SUSSY: Huh? Does he like Dark Shadows?
ME: Yeah, remember? Didn’t he spend a long car ride with us where he told us all about how crappy a show it was and how awful the set design was and even so he still got obsessed with it?
SUSSY (beat): That was a This American Life.
ME (now remembering that my father-in-law is not in fact Ira Glass): Oh, right…
Adam Riemersma was a kid my age who grew up one town over from me. He had Downs syndrome. Adam was sort of a student manager for all the sports teams of his high school. He’d hand out water, gather up the balls, that sort of stuff. Fans loved him. During basketball season, he was always the first one off the bench to high-five his teammates— didn’t matter whether they’d just made a highlight play or turned it over, he always had a smile for them.
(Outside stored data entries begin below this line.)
use std::collections::{HashMap, VecDeque};
use std::sync::Mutex;

use crate::error::MonitorError;
use crate::stream::trace::TraceEvent;

/// Merged rolling history for one channel, addressed on the channel's
/// fixed-rate sample grid. Overlapping merges are last-writer-wins per slot;
/// disjoint ranges are bridged with zero samples.
pub struct ChannelBuffer {
    start_index: i64,
    samples: VecDeque<f64>,
    sample_rate_hz: f64,
    retention: usize,
}

impl ChannelBuffer {
    pub fn new(sample_rate_hz: f64, retention: usize) -> Self {
        Self {
            start_index: 0,
            samples: VecDeque::with_capacity(retention),
            sample_rate_hz,
            retention: retention.max(1),
        }
    }

    pub fn sample_rate_hz(&self) -> f64 {
        self.sample_rate_hz
    }

    pub fn len(&self) -> usize {
        self.samples.len()
    }

    pub fn is_empty(&self) -> bool {
        self.samples.is_empty()
    }

    fn end_index(&self) -> i64 {
        self.start_index + self.samples.len() as i64
    }

    pub fn merge(&mut self, event: &TraceEvent) -> Result<(), MonitorError> {
        if (event.sample_rate_hz - self.sample_rate_hz).abs() > f64::EPSILON {
            return Err(MonitorError::RateMismatch {
                channel: event.channel.clone(),
                expected: self.sample_rate_hz,
                actual: event.sample_rate_hz,
            });
        }
        let start = event.start_index();
        if self.samples.is_empty() {
            self.start_index = start;
        } else {
            let gap = start - self.end_index();
            if gap >= self.retention as i64 {
                // The whole retained history would be evicted anyway.
                self.samples.clear();
                self.start_index = start;
            } else if gap > 0 {
                for _ in 0..gap {
                    self.samples.push_back(0.0);
                }
            }
        }
        for (offset, &value) in event.samples.iter().enumerate() {
            let index = start + offset as i64;
            if index < self.start_index {
                continue;
            }
            let slot = (index - self.start_index) as usize;
            if slot < self.samples.len() {
                self.samples[slot] = value;
            } else {
                self.samples.push_back(value);
            }
        }
        self.enforce_retention();
        Ok(())
    }

    fn enforce_retention(&mut self) {
        while self.samples.len() > self.retention {
            self.samples.pop_front();
            self.start_index += 1;
        }
    }

    pub fn history(&self) -> Vec<f64> {
        self.samples.iter().copied().collect()
    }
}

/// Consistent read-only copy of one channel as of a snapshot.
#[derive(Clone, Debug)]
pub struct ChannelSnapshot {
    pub channel: String,
    pub samples: Vec<f64>,
}

/// Shared surface between the ingestion and scheduler actors. Every mutation
/// and every history read goes through the one mutex; the lock is only ever
/// held across in-memory work.
pub struct BufferStore {
    channels: Mutex<HashMap<String, ChannelBuffer>>,
    retention: usize,
}

impl BufferStore {
    pub fn new(retention: usize) -> Self {
        Self {
            channels: Mutex::new(HashMap::new()),
            retention,
        }
    }

    pub fn merge(&self, event: &TraceEvent) -> Result<(), MonitorError> {
        event.validate()?;
        let mut channels = self
            .channels
            .lock()
            .map_err(|_| MonitorError::StorePoisoned)?;
        let buffer = channels
            .entry(event.channel.clone())
            .or_insert_with(|| ChannelBuffer::new(event.sample_rate_hz, self.retention));
        buffer.merge(event)
    }

    /// Clones every channel's retained history under the lock, sorted by
    /// channel id so render order is stable.
    pub fn snapshot(&self) -> Result<Vec<ChannelSnapshot>, MonitorError> {
        let channels = self
            .channels
            .lock()
            .map_err(|_| MonitorError::StorePoisoned)?;
        let mut out: Vec<ChannelSnapshot> = channels
            .iter()
            .map(|(id, buffer)| ChannelSnapshot {
                channel: id.clone(),
                samples: buffer.history(),
            })
            .collect();
        out.sort_by(|a, b| a.channel.cmp(&b.channel));
        Ok(out)
    }
}

#[cfg(test)]
mod tests {
    use super::*;
    use std::sync::Arc;
    use std::thread;
    use std::time::{Duration, UNIX_EPOCH};

    fn event_at(secs: u64, samples: Vec<f64>) -> TraceEvent {
        TraceEvent {
            channel: "G.PEL.00.BHZ".into(),
            start: UNIX_EPOCH + Duration::from_secs(secs),
            sample_rate_hz: 1.0,
            samples,
        }
    }

    #[test]
    fn merge_is_idempotent() {
        let mut buffer = ChannelBuffer::new(1.0, 100);
        let ev = event_at(10, vec![1.0, 2.0, 3.0]);
        buffer.merge(&ev).unwrap();
        let once = buffer.history();
        buffer.merge(&ev).unwrap();
        assert_eq!(buffer.history(), once);
    }

    #[test]
    fn overlap_is_last_writer_wins_and_stays_ordered() {
        let mut buffer = ChannelBuffer::new(1.0, 100);
        buffer.merge(&event_at(10, vec![1.0, 2.0, 3.0, 4.0])).unwrap();
        // Overlaps the last two slots and extends by two.
        buffer.merge(&event_at(12, vec![9.0, 8.0, 7.0, 6.0])).unwrap();
        assert_eq!(buffer.history(), vec![1.0, 2.0, 9.0, 8.0, 7.0, 6.0]);
    }

    #[test]
    fn gap_is_bridged_with_zeros() {
        let mut buffer = ChannelBuffer::new(1.0, 100);
        buffer.merge(&event_at(10, vec![1.0, 1.0])).unwrap();
        buffer.merge(&event_at(15, vec![2.0, 2.0])).unwrap();
        assert_eq!(buffer.history(), vec![1.0, 1.0, 0.0, 0.0, 0.0, 2.0, 2.0]);
    }

    #[test]
    fn far_future_event_resets_the_buffer() {
        let mut buffer = ChannelBuffer::new(1.0, 10);
        buffer.merge(&event_at(10, vec![1.0, 1.0])).unwrap();
        buffer.merge(&event_at(1000, vec![2.0, 2.0])).unwrap();
        assert_eq!(buffer.history(), vec![2.0, 2.0]);
    }

    #[test]
    fn retention_evicts_oldest() {
        let mut buffer = ChannelBuffer::new(1.0, 4);
        buffer.merge(&event_at(10, vec![1.0, 2.0, 3.0, 4.0, 5.0, 6.0])).unwrap();
        assert_eq!(buffer.history(), vec![3.0, 4.0, 5.0, 6.0]);
    }

    #[test]
    fn stale_samples_before_retained_start_are_ignored() {
        let mut buffer = ChannelBuffer::new(1.0, 4);
        buffer.merge(&event_at(10, vec![1.0, 2.0, 3.0, 4.0])).unwrap();
        // Starts before the retained range; only the tail lands.
        buffer.merge(&event_at(8, vec![9.0, 9.0, 9.0])).unwrap();
        assert_eq!(buffer.history(), vec![9.0, 2.0, 3.0, 4.0]);
    }

    #[test]
    fn rate_mismatch_is_rejected() {
        let mut buffer = ChannelBuffer::new(20.0, 100);
        let mut ev = event_at(10, vec![1.0]);
        ev.sample_rate_hz = 40.0;
        assert!(matches!(
            buffer.merge(&ev),
            Err(MonitorError::RateMismatch { .. })
        ));
    }

    #[test]
    fn store_snapshot_is_sorted_and_validated() {
        let store = BufferStore::new(100);
        let mut b = event_at(10, vec![1.0]);
        b.channel = "G.INU.00.BHZ".into();
        store.merge(&event_at(10, vec![2.0])).unwrap();
        store.merge(&b).unwrap();
        let snap = store.snapshot().unwrap();
        assert_eq!(snap.len(), 2);
        assert_eq!(snap[0].channel, "G.INU.00.BHZ");
        assert_eq!(snap[1].channel, "G.PEL.00.BHZ");
        assert!(store.merge(&event_at(10, vec![])).is_err());
    }

    #[test]
    fn concurrent_merges_never_tear_a_snapshot() {
        // Each merged event is a run of 10 identical values; retention is a
        // multiple of the run length and events are contiguous, so every
        // consistent snapshot decomposes into whole runs.
        const RUN: usize = 10;
        let store = Arc::new(BufferStore::new(100));
        let writer_store = Arc::clone(&store);
        let writer = thread::spawn(move || {
            for k in 0..200u64 {
                let ev = event_at(k * RUN as u64, vec![k as f64; RUN]);
                writer_store.merge(&ev).unwrap();
            }
        });
        for _ in 0..500 {
            let snap = store.snapshot().unwrap();
            if let Some(channel) = snap.first() {
                assert_eq!(channel.samples.len() % RUN, 0);
                for run in channel.samples.chunks(RUN) {
                    assert!(run.iter().all(|v| v == &run[0]));
                }
            }
        }
        writer.join().unwrap();
    }
}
The last basketball game of his senior year was against my school. We had a mediocre team that season, would finish in the bottom half of our conference. Our power forward would go on to play in Division III, but that was about it for talent. I was just a reserve guard, a classic “energy” guy— tried to make up for my lack of size and skills with hustle. I had no chance of playing in college, so this game against Adam’s school was the last time I’d ever put on a uniform. Same as it would be for Adam. You see, in this his final game, Adam’s coach had let him dress with the team - he got to wear the same gold uniform, the same black adidas sneakers. He sat on the bench not as a manager but as a teammate.
In a rare-for-us display of hot shooting, my team led from the tip and never trailed. Up 20 for most of the second half. The starters came out to standing cheers from the home crowd with about five minutes left and I finally got in the game. My last five minutes of burn. I didn’t care that it was garbage time, I was gonna savor it. I bricked my first shot, but later I’d get a layup on a fast break and a short baseline jumper. It felt amazing.
With just over a minute left, the small contingent of visiting fans who’d traveled to our gym started chanting Adam’s name. The other guys on his bench picked up the chanting. Adam just smiled. A smile he’d wear right onto the court when his coach subbed him into a game for the first time in his life. The whole crowd - theirs, ours, everyone - went wild. Adam joined his team on D, got into his crouch and slapped the floor like he was starring at Duke. The guys on his bench went nuts; I saw his coach, a stern gray Dutchman, wiping away a tear. It was a true moment.
And then Adam came up with the steal.
Just picked a guy’s pocket like it was nothing, like he’d slowed down time. Adam came away with the ball a few feet past the circle. He gathered it up and took off (with a damned smooth dribble!), smiling the whole time. The crowd urging him on, he crossed half-court with a lane to the basket and nothing in his way.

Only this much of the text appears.